Exercises 23rd of April, 2013
Internet resources
You will need the following genome browsers/databases to do these exercises:
www.ensembl.org
www.ncbi.nlm.nih.gov/omim
www.ncbi.nlm.nih.gov/pubmed
Exercise 3.
a) Which disease has the OMIM number 105830?
b) This syndrome has three gene/locus numbers listed. What are the three numbers, and what
are the names of the genes?
Exercise 4.
You have done a linkage analysis in a family with cerebellar ataxia and found a huge linkage
peak on chromosome 22.
a) Are there any genes causing pure spinocerebellar ataxia on chromosome 22? (You can use
either OMIM or Ensembl to answer this question.)
b) Search for the in the ATXN10 gene in Ensembl database. Choose "Human", and write in
the name of the gene. You will get a result summary: Choose and double click on “Gene”
and “Human”. What is the location of the gene?
c) Click on the location link. Where on the chromosome is the gene located (q or p arm)?
d) On the left side menu: Click on “Chromosome summary”. What is the length of the
chromosome? (Is this given in physical or genetic distance?)
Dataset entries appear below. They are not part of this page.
//! Backpressure and end-of-stream behaviour

use fams_shared_memory::{QueueError, QueueResult, Received, SharedQueue};
use std::sync::Arc;
use std::sync::atomic::{AtomicUsize, Ordering};
use std::time::{Duration, Instant};

fn unique(name: &str) -> String {
    format!("flow_{}_{}", name, std::process::id())
}

#[test]
fn test_full_queue_blocks_writer_until_drained() -> QueueResult<()> {
    // 4 records of 4 + 60 bytes fill a 256-byte ring exactly.
    let queue = Arc::new(SharedQueue::create(&unique("backpressure"), 256)?);
    for i in 0..4u8 {
        queue.send(&[i; 60])?;
    }
    assert_eq!(queue.used_bytes(), 256);

    let sent = Arc::new(AtomicUsize::new(0));
    let writer = {
        let queue = Arc::clone(&queue);
        let sent = Arc::clone(&sent);
        std::thread::spawn(move || -> QueueResult<()> {
            queue.send(&[9u8; 60])?;
            sent.store(1, Ordering::SeqCst);
            Ok(())
        })
    };

    std::thread::sleep(Duration::from_millis(100));
    assert_eq!(sent.load(Ordering::SeqCst), 0, "writer must block while full");

    assert_eq!(queue.receive()?, Received::Message(vec![0u8; 60]));
    writer.join().unwrap()?;
    assert_eq!(sent.load(Ordering::SeqCst), 1);

    // Nothing lost, nothing duplicated, order preserved.
    for expected in [1u8, 2, 3, 9] {
        assert_eq!(queue.receive()?, Received::Message(vec![expected; 60]));
    }
    assert_eq!(queue.message_count(), 0);
    Ok(())
}

#[test]
fn test_signal_end_wakes_blocked_receivers() -> QueueResult<()> {
    fams_shared_memory::init_tracing();
    let queue = Arc::new(SharedQueue::create(&unique("wake"), 4096)?);

    let receivers: Vec<_> = (0..3)
        .map(|_| {
            let queue = Arc::clone(&queue);
            std::thread::spawn(move || queue.receive())
        })
        .collect();

    std::thread::sleep(Duration::from_millis(50));
    let signaled = Instant::now();
    queue.signal_end()?;

    for receiver in receivers {
        assert_eq!(receiver.join().unwrap()?, Received::EndOfStream);
    }
    assert!(signaled.elapsed() < Duration::from_secs(2));
    Ok(())
}

#[test]
fn test_end_of_stream_is_sticky_and_idempotent() -> QueueResult<()> {
    let queue = SharedQueue::create(&unique("sticky"), 4096)?;
    queue.send(b"pending")?;

    queue.signal_end()?;
    queue.signal_end()?;
    assert!(queue.is_ended());

    // Pending messages are not delivered after end-of-stream.
    for _ in 0..3 {
        assert_eq!(queue.receive()?, Received::EndOfStream);
    }
    assert_eq!(
        queue.receive_timeout(Duration::from_secs(5))?,
        Some(Received::EndOfStream)
    );
    assert!(matches!(queue.send(b"late"), Err(QueueError::Ended { .. })));
    Ok(())
}

#[test]
fn test_signal_end_unblocks_full_writer() -> QueueResult<()> {
    let queue = Arc::new(SharedQueue::create(&unique("writer_end"), 64)?);
    queue.send(&[1u8; 60])?;

    let writer = {
        let queue = Arc::clone(&queue);
        std::thread::spawn(move || queue.send(&[2u8; 60]))
    };
    std::thread::sleep(Duration::from_millis(50));
    queue.signal_end()?;

    assert!(matches!(
        writer.join().unwrap(),
        Err(QueueError::Ended { .. })
    ));
    Ok(())
}

#[test]
fn test_end_seen_through_other_handle() -> QueueResult<()> {
    let name = unique("other_handle");
    let owner = SharedQueue::create(&name, 4096)?;
    let consumer = Arc::new(SharedQueue::open(&name)?);

    let waiting = {
        let consumer = Arc::clone(&consumer);
        std::thread::spawn(move || consumer.receive())
    };
    std::thread::sleep(Duration::from_millis(50));
    owner.signal_end()?;

    assert_eq!(waiting.join().unwrap()?, Received::EndOfStream);
    assert!(consumer.is_ended());
    Ok(())
}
e) How many protein coding genes are there on chromosome 22?
Exercise 5.
a) Go to www.pubmed.org. Note that this is the starting point of OMIM and many other
databases: By scrolling down the menu where you now can see “PubMed”, you can see
all the various NCBI databases and resources. See if you can find an appropriate database
to search for the SNP variant: rs186343462. Which database would you suggest?
b) Click on the only search result and you’ll be directed to dbSNP. What are the reference
alleles for this SNP?
c) Go back to the front page at www.pubmed.org. Now, scroll down to find an appropriate
database for a search for the SCN1A gene. What is the word (database) you found?
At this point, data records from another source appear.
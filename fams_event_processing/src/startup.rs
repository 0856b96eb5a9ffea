//! Startup readiness collector.
//!
//! Every spawned thread reports exactly once, ready or failed. The main
//! thread waits for all reports, the first failure, or the deadline,
//! whichever comes first.

use crate::error::EventProcessingError;
use parking_lot::{Condvar, Mutex};
use std::sync::Arc;
use std::time::{Duration, Instant};
use tracing::debug;

#[derive(Debug, Default)]
struct Reports {
    ready: Vec<String>,
    failure: Option<(String, String)>,
}

/// Shared result collector. Cloning yields another handle to the same reports.
#[derive(Debug, Clone)]
pub struct StartupReport {
    expected: usize,
    inner: Arc<(Mutex<Reports>, Condvar)>,
}

impl StartupReport {
    /// Collector waiting for `expected` threads.
    pub fn new(expected: usize) -> Self {
        Self {
            expected,
            inner: Arc::new((Mutex::new(Reports::default()), Condvar::new())),
        }
    }

    /// Record that `thread` is ready.
    pub fn ready(&self, thread: &str) {
        let (lock, cvar) = &*self.inner;
        lock.lock().ready.push(thread.to_string());
        debug!(thread, "ready");
        cvar.notify_all();
    }

    /// Record that `thread` could not start. Only the first failure is kept.
    pub fn failed(&self, thread: &str, reason: impl Into<String>) {
        let (lock, cvar) = &*self.inner;
        let mut reports = lock.lock();
        if reports.failure.is_none() {
            reports.failure = Some((thread.to_string(), reason.into()));
        }
        cvar.notify_all();
    }

    /// Threads that reported ready so far.
    pub fn ready_count(&self) -> usize {
        self.inner.0.lock().ready.len()
    }

    /// Block until every thread is ready, one failed, or `timeout` passes.
    ///
    /// # Errors
    ///
    /// - [`EventProcessingError::StartupFailed`] with the first failure
    /// - [`EventProcessingError::StartupTimeout`] if the deadline passes
    pub fn wait(&self, timeout: Duration) -> Result<(), EventProcessingError> {
        let deadline = Instant::now() + timeout;
        let (lock, cvar) = &*self.inner;
        let mut reports = lock.lock();
        loop {
            if let Some((thread, reason)) = &reports.failure {
                return Err(EventProcessingError::StartupFailed {
                    thread: thread.clone(),
                    reason: reason.clone(),
                });
            }
            if reports.ready.len() >= self.expected {
                return Ok(());
            }
            if cvar.wait_until(&mut reports, deadline).timed_out() {
                // Reports may have landed together with the timeout.
                if reports.failure.is_none() && reports.ready.len() < self.expected {
                    return Err(EventProcessingError::StartupTimeout {
                        ready: reports.ready.len(),
                        expected: self.expected,
                        timeout,
                    });
                }
            }
        }
    }
}

#[cfg(test)]
mod tests {
    use super::*;
    use std::thread;

    #[test]
    fn test_all_ready() {
        let report = StartupReport::new(3);
        let handles: Vec<_> = (0..3)
            .map(|i| {
                let report = report.clone();
                thread::spawn(move || report.ready(&format!("worker-{i}")))
            })
            .collect();
        report.wait(Duration::from_secs(5)).unwrap();
        for h in handles {
            h.join().unwrap();
        }
        assert_eq!(report.ready_count(), 3);
    }

    #[test]
    fn test_first_failure_returns_early() {
        let report = StartupReport::new(10);
        let failing = report.clone();
        thread::spawn(move || {
            failing.failed("worker-3", "no connection");
            failing.failed("worker-4", "also broken");
        });

        let started = Instant::now();
        let err = report.wait(Duration::from_secs(30)).unwrap_err();
        assert!(started.elapsed() < Duration::from_secs(5));
        match err {
            EventProcessingError::StartupFailed { thread, reason } => {
                assert_eq!(thread, "worker-3");
                assert_eq!(reason, "no connection");
            }
            other => panic!("unexpected error: {other}"),
        }
    }

    #[test]
    fn test_timeout() {
        let report = StartupReport::new(2);
        report.ready("dispatcher");
        let err = report.wait(Duration::from_millis(30)).unwrap_err();
        assert!(matches!(
            err,
            EventProcessingError::StartupTimeout { ready: 1, expected: 2, .. }
        ));
    }
}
d) Choose the gene listed first in the results (SCN1A [Homo sapiens]). What is the official
full name?
e) What is the chromosomal position of this gene?
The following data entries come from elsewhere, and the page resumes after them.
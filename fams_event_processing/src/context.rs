//! Application context handed to every thread.

use crate::config::EventProcessingConfig;
use crate::error::EventProcessingError;
use crate::mail::{MailSender, mailer_from_settings};
use crate::monitor::MonitorSet;
use crate::store::{ConnectionFactory, MemoryDatabase};
use fams_common::config::{QueueSettings, QueueSpec};
use fams_common::frame::Category;
use fams_shared_memory::{QueueResult, SharedQueue};
use std::sync::Arc;
use tracing::{info, warn};

/// The ingress queue plus one egress queue per category, all owned by this
/// process.
#[derive(Debug)]
pub struct QueueSet {
    ingress: SharedQueue,
    egress: [SharedQueue; 5],
}

fn create(spec: &QueueSpec) -> QueueResult<SharedQueue> {
    SharedQueue::create(&spec.name, spec.capacity_bytes)
}

impl QueueSet {
    /// Create every queue in `settings`.
    ///
    /// Queues created before a failure are unlinked again when dropped.
    pub fn create_all(settings: &QueueSettings) -> QueueResult<Self> {
        let ingress = create(&settings.ingress)?;
        let egress = [
            create(settings.egress(Category::Sensor))?,
            create(settings.egress(Category::Cistern))?,
            create(settings.egress(Category::Nitrification))?,
            create(settings.egress(Category::Outside))?,
            create(settings.egress(Category::WaterReplace))?,
        ];
        info!(ingress = %settings.ingress.name, "queues created");
        Ok(Self { ingress, egress })
    }

    /// Queue shared with reception processes.
    pub fn ingress(&self) -> &SharedQueue {
        &self.ingress
    }

    /// Egress queue of `category`.
    pub fn egress(&self, category: Category) -> &SharedQueue {
        // Tags start at 1 and are contiguous.
        &self.egress[category.tag() as usize - 1]
    }

    /// Every queue, ingress first.
    pub fn iter(&self) -> impl Iterator<Item = &SharedQueue> {
        std::iter::once(&self.ingress).chain(self.egress.iter())
    }

    /// Signal end-of-stream on every queue. Failures are logged.
    pub fn signal_end_all(&self) {
        for queue in self.iter() {
            if let Err(e) = queue.signal_end() {
                warn!(queue = %queue.name(), "signal_end failed: {}", e);
            }
        }
    }

    /// Unlink every queue. Failures are logged.
    pub fn release_all(&self) {
        for queue in self.iter() {
            if let Err(e) = queue.release() {
                warn!(queue = %queue.name(), "release failed: {}", e);
            }
        }
    }
}

/// Everything a thread entry point needs. No process-wide statics.
pub struct AppContext {
    /// Validated configuration.
    pub config: EventProcessingConfig,
    /// Queues owned by the daemon.
    pub queues: QueueSet,
    /// Opens one store connection per worker.
    pub connections: Arc<dyn ConnectionFactory>,
    /// Alert mail transport.
    pub mailer: Arc<dyn MailSender>,
    /// One threshold monitor per monitored category, shared by its workers.
    pub monitors: MonitorSet,
}

impl std::fmt::Debug for AppContext {
    fn fmt(&self, f: &mut std::fmt::Formatter<'_>) -> std::fmt::Result {
        f.debug_struct("AppContext")
            .field("service", &self.config.shared.service_name)
            .field("queues", &self.queues)
            .field("monitors", &self.monitors)
            .finish_non_exhaustive()
    }
}

impl AppContext {
    /// Assemble a context from explicit collaborators.
    pub fn new(
        config: EventProcessingConfig,
        queues: QueueSet,
        connections: Arc<dyn ConnectionFactory>,
        mailer: Arc<dyn MailSender>,
    ) -> Self {
        let monitors = MonitorSet::new(&config.monitor, &config.mail, &mailer);
        Self {
            config,
            queues,
            connections,
            mailer,
            monitors,
        }
    }

    /// Build the production context: queues, memory store and configured mailer.
    ///
    /// # Errors
    ///
    /// Fails if the configuration is invalid, a queue cannot be created, the
    /// journal cannot be opened or the mail transport cannot be set up.
    pub fn from_config(config: EventProcessingConfig) -> Result<Self, EventProcessingError> {
        config.validate()?;
        let connections: Arc<dyn ConnectionFactory> =
            Arc::new(MemoryDatabase::from_settings(&config.store)?);
        let mailer = mailer_from_settings(&config.mail)?;
        let queues = QueueSet::create_all(&config.queues)?;
        Ok(Self::new(config, queues, connections, mailer))
    }
}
f) Can you find this gene by searching for it in OMIM? (Hint: You might find a shortcut on
the right side menu.) What is the MIM number of this gene?
g) What does the star in front of the number mean? (Hint: This is described under “Limits” if
you go to the OMIM start page.)
Exercise 6.
a) You will now explore the region 123,456,789-132,121,131 on chromosome 3. How large
is this region in physical distance?
b) Go to www.ensembl.org. Go to the tool BioMart and make an xls list of genes in this
region by using the settings: Ensembl genes, Homo sapiens, chromosome 3: 123,456,789132,121,131, Ensembl gene ID, associated gene name, MIM morbid description, MIM
gene accession, MIM gene description. How many genes do you retrieve?
c) How many have a MIM morbid description? (Note that some genes may have more than
one MIM description).
Exercise 7.
The children in this family are affected with an unknown disease, and you suspect that the
condition is monogenic and recessive.
a) What is the maximum LOD score for this pedigree? Would you consider starting a
linkage project with this family?
b) You find out that the parents are first cousins. Explain how this changes your view of the
potential for disease mapping in this family. Which mapping technique becomes relevant
in light of the new information?
c) What is the difference between homozygosity and autozygosity? For each of the children
- how much of the genome is expected to be autozygous?
d) For any pair of the children, what is the expected fraction of the genome where they are
both autozygous? And the fraction of the genome where all three are autozygous?
e) Explain why it can be a good idea to sequence one or both parents when doing
homozygosity mapping.
f) You decide to sequence the exome of two family members. Who would you choose? If
you could afford to do three, who would you choose then? Discuss pros and cons of the
competing alternatives.
g) The exome sequencing produces thousands of variants for each individual. List some (as
many as you can) of the filters you would use to remove uninteresting variants.